As mudanças trazidas pela lei visam não apenas à proteção dos motoristas autônomos, mas também à formalização do setor de transporte. A regulamentação exige maior transparência e controle nas operações, o que pode resultar em um aumento na qualidade dos serviços prestados. Consequentemente, isso pode gerar um impacto positivo na mobilidade urbana, ao melhorar a eficiência do transporte rodoviário.

Por exemplo, a metodologia revisada do piso mínimo reflete os custos operacionais, o que deve contribuir para uma prestação de serviços mais equilibrada e justa. Isso não apenas protege os motoristas de condições desfavoráveis, mas também previne a concorrência desleal, incentivando um mercado mais saudável.

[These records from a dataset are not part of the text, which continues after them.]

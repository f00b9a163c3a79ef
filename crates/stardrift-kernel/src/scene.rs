//! Scene collaborator interface.
//!
//! The particle core never renders anything itself. It creates, mutates and
//! releases resources through the [`Scene`] trait, which a rendering backend
//! implements. [`MemoryScene`] is the in-process backend used by the headless
//! driver and by tests; it tracks every resource and records misuse as
//! [`SceneViolation`]s.

use std::collections::{HashMap, HashSet};

use glam::Vec3;
use stardrift_common::{Color, MaterialId, NodeId, ResourceKind, SceneViolation, ShapeId};
use tracing::warn;

/// Segment count used for the small particle spheres.
pub const PARTICLE_SEGMENTS: u32 = 6;

/// Geometry description.
#[derive(Debug, Clone, PartialEq)]
pub enum ShapeDesc {
    /// UV sphere.
    Sphere {
        /// Radius
        radius: f32,
        /// Horizontal segments
        width_segments: u32,
        /// Vertical segments
        height_segments: u32,
    },
    /// Axis-aligned box.
    Box {
        /// Size along X
        width: f32,
        /// Size along Y
        height: f32,
        /// Size along Z
        depth: f32,
    },
    /// Torus around the Z axis.
    Torus {
        /// Ring radius
        radius: f32,
        /// Tube radius
        tube: f32,
        /// Segments around the tube
        radial_segments: u32,
        /// Segments around the ring
        tubular_segments: u32,
    },
    /// Regular octahedron.
    Octahedron {
        /// Circumradius
        radius: f32,
    },
    /// Cone with its apex on +Y.
    Cone {
        /// Base radius
        radius: f32,
        /// Height
        height: f32,
        /// Segments around the base
        radial_segments: u32,
    },
    /// Unconnected points with a per-point scale attribute.
    PointCloud {
        /// Point positions
        positions: Vec<Vec3>,
        /// Per-point scale
        scales: Vec<f32>,
    },
}

impl ShapeDesc {
    /// Small low-poly sphere used for trail and burst particles.
    #[must_use]
    pub const fn particle(radius: f32) -> Self {
        Self::Sphere {
            radius,
            width_segments: PARTICLE_SEGMENTS,
            height_segments: PARTICLE_SEGMENTS,
        }
    }
}

/// Shading model of a material.
#[derive(Debug, Clone, Copy, PartialEq, Default)]
pub enum MaterialKind {
    /// Unlit flat color.
    #[default]
    Basic,
    /// Diffuse lit surface.
    Lambert,
    /// Screen-space point sprites.
    Points {
        /// Point size in world units
        size: f32,
    },
}

/// Material description.
#[derive(Debug, Clone, Copy, PartialEq)]
pub struct MaterialDesc {
    /// Shading model
    pub kind: MaterialKind,
    /// Tint
    pub color: Color,
    /// Initial opacity
    pub opacity: f32,
    /// Whether opacity is honored
    pub transparent: bool,
}

impl MaterialDesc {
    /// Tinted, transparent, fully opaque material used for particles.
    #[must_use]
    pub const fn particle(color: Color) -> Self {
        Self {
            kind: MaterialKind::Basic,
            color,
            opacity: 1.0,
            transparent: true,
        }
    }

    /// Opaque lit material.
    #[must_use]
    pub const fn lambert(color: Color) -> Self {
        Self {
            kind: MaterialKind::Lambert,
            color,
            opacity: 1.0,
            transparent: false,
        }
    }

    /// Point sprite material.
    #[must_use]
    pub const fn points(size: f32, color: Color) -> Self {
        Self {
            kind: MaterialKind::Points { size },
            color,
            opacity: 1.0,
            transparent: false,
        }
    }
}

/// Rendering backend consumed by the particle core.
///
/// Handles are weak: a backend reports a detached node as having no position
/// rather than failing.
pub trait Scene {
    /// Creates a geometry resource.
    fn create_shape(&mut self, desc: ShapeDesc) -> ShapeId;

    /// Creates a material resource.
    fn create_material(&mut self, desc: MaterialDesc) -> MaterialId;

    /// Creates a node using `shape` and `material`. The node is not attached.
    fn create_node(&mut self, shape: ShapeId, material: MaterialId, position: Vec3) -> NodeId;

    /// Adds a node to the rendered scene.
    fn attach(&mut self, node: NodeId);

    /// Removes a node from the rendered scene. Detaching twice is allowed.
    fn detach(&mut self, node: NodeId);

    /// Releases a geometry resource.
    fn release_shape(&mut self, shape: ShapeId);

    /// Releases a material resource.
    fn release_material(&mut self, material: MaterialId);

    /// World position of a live node.
    fn position(&self, node: NodeId) -> Option<Vec3>;

    /// Moves a node.
    fn set_position(&mut self, node: NodeId, position: Vec3);

    /// Sets a node's per-axis scale.
    fn set_scale(&mut self, node: NodeId, scale: Vec3);

    /// Sets a node's Euler rotation in radians (XYZ order).
    fn set_rotation(&mut self, node: NodeId, rotation: Vec3);

    /// Sets a material's opacity.
    fn set_opacity(&mut self, material: MaterialId, opacity: f32);

    /// Sets a material's tint.
    fn set_color(&mut self, material: MaterialId, color: Color);
}

/// State of a node held by [`MemoryScene`].
#[derive(Debug, Clone, PartialEq)]
pub struct NodeState {
    /// Geometry used by the node
    pub shape: ShapeId,
    /// Material used by the node
    pub material: MaterialId,
    /// World position
    pub position: Vec3,
    /// Euler rotation
    pub rotation: Vec3,
    /// Per-axis scale
    pub scale: Vec3,
    /// Whether the node is in the rendered scene
    pub attached: bool,
}

/// State of a material held by [`MemoryScene`].
#[derive(Debug, Clone, Copy, PartialEq)]
pub struct MaterialState {
    /// Description the material was created with
    pub desc: MaterialDesc,
    /// Current tint
    pub color: Color,
    /// Current opacity
    pub opacity: f32,
}

/// Call counters kept by [`MemoryScene`].
#[derive(Debug, Clone, Copy, Default, PartialEq, Eq)]
pub struct SceneStats {
    /// Nodes created
    pub nodes_created: u64,
    /// `attach` calls
    pub attach_calls: u64,
    /// `detach` calls
    pub detach_calls: u64,
    /// Shapes created
    pub shapes_created: u64,
    /// `release_shape` calls
    pub shape_releases: u64,
    /// Materials created
    pub materials_created: u64,
    /// `release_material` calls
    pub material_releases: u64,
}

/// In-memory scene backend.
#[derive(Debug, Default)]
pub struct MemoryScene {
    next_id: u64,
    nodes: HashMap<NodeId, NodeState>,
    shapes: HashMap<ShapeId, ShapeDesc>,
    materials: HashMap<MaterialId, MaterialState>,
    released_shapes: HashSet<ShapeId>,
    released_materials: HashSet<MaterialId>,
    stats: SceneStats,
    violations: Vec<SceneViolation>,
}

impl MemoryScene {
    /// Creates an empty scene.
    #[must_use]
    pub fn new() -> Self {
        Self::default()
    }

    fn issue(&mut self) -> u64 {
        self.next_id += 1;
        self.next_id
    }

    fn was_issued(&self, raw: u64) -> bool {
        raw != 0 && raw <= self.next_id
    }

    fn record(&mut self, violation: SceneViolation) {
        warn!("Scene violation: {violation}");
        self.violations.push(violation);
    }

    fn node_mut(&mut self, node: NodeId) -> Option<&mut NodeState> {
        if self.nodes.contains_key(&node) {
            return self.nodes.get_mut(&node);
        }
        let violation = if self.was_issued(node.raw()) {
            SceneViolation::StaleReference { node }
        } else {
            SceneViolation::UnknownHandle {
                kind: ResourceKind::Node,
                id: node.raw(),
            }
        };
        self.record(violation);
        None
    }

    fn material_mut(&mut self, material: MaterialId) -> Option<&mut MaterialState> {
        if self.materials.contains_key(&material) {
            return self.materials.get_mut(&material);
        }
        let violation = if self.released_materials.contains(&material) {
            SceneViolation::UseAfterRelease {
                kind: ResourceKind::Material,
                id: material.raw(),
            }
        } else {
            SceneViolation::UnknownHandle {
                kind: ResourceKind::Material,
                id: material.raw(),
            }
        };
        self.record(violation);
        None
    }

    fn attached_user(&self, matches: impl Fn(&NodeState) -> bool) -> Option<NodeId> {
        self.nodes
            .iter()
            .find(|(_, state)| state.attached && matches(state))
            .map(|(id, _)| *id)
    }

    /// Returns a node's state if it is live.
    #[must_use]
    pub fn node(&self, node: NodeId) -> Option<&NodeState> {
        self.nodes.get(&node)
    }

    /// Returns a material's state if it has not been released.
    #[must_use]
    pub fn material(&self, material: MaterialId) -> Option<&MaterialState> {
        self.materials.get(&material)
    }

    /// Returns a shape's description if it has not been released.
    #[must_use]
    pub fn shape(&self, shape: ShapeId) -> Option<&ShapeDesc> {
        self.shapes.get(&shape)
    }

    /// Number of nodes currently attached.
    #[must_use]
    pub fn attached_count(&self) -> usize {
        self.nodes.values().filter(|n| n.attached).count()
    }

    /// Number of shapes not yet released.
    #[must_use]
    pub fn live_shapes(&self) -> usize {
        self.shapes.len()
    }

    /// Number of materials not yet released.
    #[must_use]
    pub fn live_materials(&self) -> usize {
        self.materials.len()
    }

    /// Call counters.
    #[must_use]
    pub const fn stats(&self) -> SceneStats {
        self.stats
    }

    /// Violations recorded so far.
    #[must_use]
    pub fn violations(&self) -> &[SceneViolation] {
        &self.violations
    }

    /// Removes and returns the recorded violations.
    pub fn take_violations(&mut self) -> Vec<SceneViolation> {
        std::mem::take(&mut self.violations)
    }
}

impl Scene for MemoryScene {
    fn create_shape(&mut self, desc: ShapeDesc) -> ShapeId {
        let id = ShapeId::from_raw(self.issue());
        self.shapes.insert(id, desc);
        self.stats.shapes_created += 1;
        id
    }

    fn create_material(&mut self, desc: MaterialDesc) -> MaterialId {
        let id = MaterialId::from_raw(self.issue());
        self.materials.insert(
            id,
            MaterialState {
                desc,
                color: desc.color,
                opacity: desc.opacity,
            },
        );
        self.stats.materials_created += 1;
        id
    }

    fn create_node(&mut self, shape: ShapeId, material: MaterialId, position: Vec3) -> NodeId {
        if !self.shapes.contains_key(&shape) {
            self.record(SceneViolation::UnknownHandle {
                kind: ResourceKind::Shape,
                id: shape.raw(),
            });
        }
        if !self.materials.contains_key(&material) {
            self.record(SceneViolation::UnknownHandle {
                kind: ResourceKind::Material,
                id: material.raw(),
            });
        }
        let id = NodeId::from_raw(self.issue());
        self.nodes.insert(
            id,
            NodeState {
                shape,
                material,
                position,
                rotation: Vec3::ZERO,
                scale: Vec3::ONE,
                attached: false,
            },
        );
        self.stats.nodes_created += 1;
        id
    }

    fn attach(&mut self, node: NodeId) {
        self.stats.attach_calls += 1;
        if let Some(state) = self.node_mut(node) {
            state.attached = true;
        }
    }

    fn detach(&mut self, node: NodeId) {
        self.stats.detach_calls += 1;
        // Detached nodes leave the graph; a second detach is a no-op.
        self.nodes.remove(&node);
    }

    fn release_shape(&mut self, shape: ShapeId) {
        self.stats.shape_releases += 1;
        if let Some(node) = self.attached_user(|n| n.shape == shape) {
            self.record(SceneViolation::ReleasedWhileAttached {
                kind: ResourceKind::Shape,
                id: shape.raw(),
                node,
            });
        }
        if self.shapes.remove(&shape).is_some() {
            self.released_shapes.insert(shape);
        } else if self.released_shapes.contains(&shape) {
            self.record(SceneViolation::DoubleRelease {
                kind: ResourceKind::Shape,
                id: shape.raw(),
            });
        } else {
            self.record(SceneViolation::UnknownHandle {
                kind: ResourceKind::Shape,
                id: shape.raw(),
            });
        }
    }

    fn release_material(&mut self, material: MaterialId) {
        self.stats.material_releases += 1;
        if let Some(node) = self.attached_user(|n| n.material == material) {
            self.record(SceneViolation::ReleasedWhileAttached {
                kind: ResourceKind::Material,
                id: material.raw(),
                node,
            });
        }
        if self.materials.remove(&material).is_some() {
            self.released_materials.insert(material);
        } else if self.released_materials.contains(&material) {
            self.record(SceneViolation::DoubleRelease {
                kind: ResourceKind::Material,
                id: material.raw(),
            });
        } else {
            self.record(SceneViolation::UnknownHandle {
                kind: ResourceKind::Material,
                id: material.raw(),
            });
        }
    }

    fn position(&self, node: NodeId) -> Option<Vec3> {
        self.nodes.get(&node).map(|n| n.position)
    }

    fn set_position(&mut self, node: NodeId, position: Vec3) {
        if let Some(state) = self.node_mut(node) {
            state.position = position;
        }
    }

    fn set_scale(&mut self, node: NodeId, scale: Vec3) {
        if let Some(state) = self.node_mut(node) {
            state.scale = scale;
        }
    }

    fn set_rotation(&mut self, node: NodeId, rotation: Vec3) {
        if let Some(state) = self.node_mut(node) {
            state.rotation = rotation;
        }
    }

    fn set_opacity(&mut self, material: MaterialId, opacity: f32) {
        if let Some(state) = self.material_mut(material) {
            state.opacity = opacity;
        }
    }

    fn set_color(&mut self, material: MaterialId, color: Color) {
        if let Some(state) = self.material_mut(material) {
            state.color = color;
        }
    }
}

Penalidades Mais Rigorosas

A aplicação de sanções rigorosas por descumprimento do piso mínimo eleva o nível de responsabilidade das empresas, obrigando-as a implementar controles internos mais rigorosos. Isso pode levar a uma melhor conformidade com as normas de transporte, resultando em operações mais seguras e reguladas. A mobilidade geral se beneficia com a redução de práticas ilegais que expõem motoristas e usuários das vias a riscos.

Universalização do CIOT

A obrigatoriedade do CIOT para todas as operações de transporte permitirá um rastreamento mais eficaz, oferecendo dados valiosos para a gestão de tráfego e planejamento viário. Isso pode resultar em uma logística mais eficiente, reduzindo congestionamentos e melhorando a fluidez do tráfego nas rodovias.

Adequações Necessárias

As empresas precisarão rever seus contratos e integrar novos sistemas para atender às exigências da lei. Essa adaptação não só melhora a situação das transportadoras, mas também contribui para um ambiente de negócios mais previsível. A formalização das operações e a observância do piso mínimo são cruciais para a segurança jurídica no setor, refletindo positivamente em toda a rede de transporte.

Conclusão

A Lei nº 15.485/2026, ao impor novas obrigações e responsabilidades, configura uma mudança significativa no transporte rodoviário de cargas. Esta legislação não apenas salvaguarda os direitos dos motoristas, mas também busca otimizar a mobilidade e a eficiência do sistema logístico como um todo.

À medida que o setor se adapta a essas novas normas, as expectativas de maior segurança nas operações e justiça nas relações de trabalho devem promover um transporte rodoviário mais sustentável e eficiente, beneficiando motoristas, empresas e a sociedade em geral.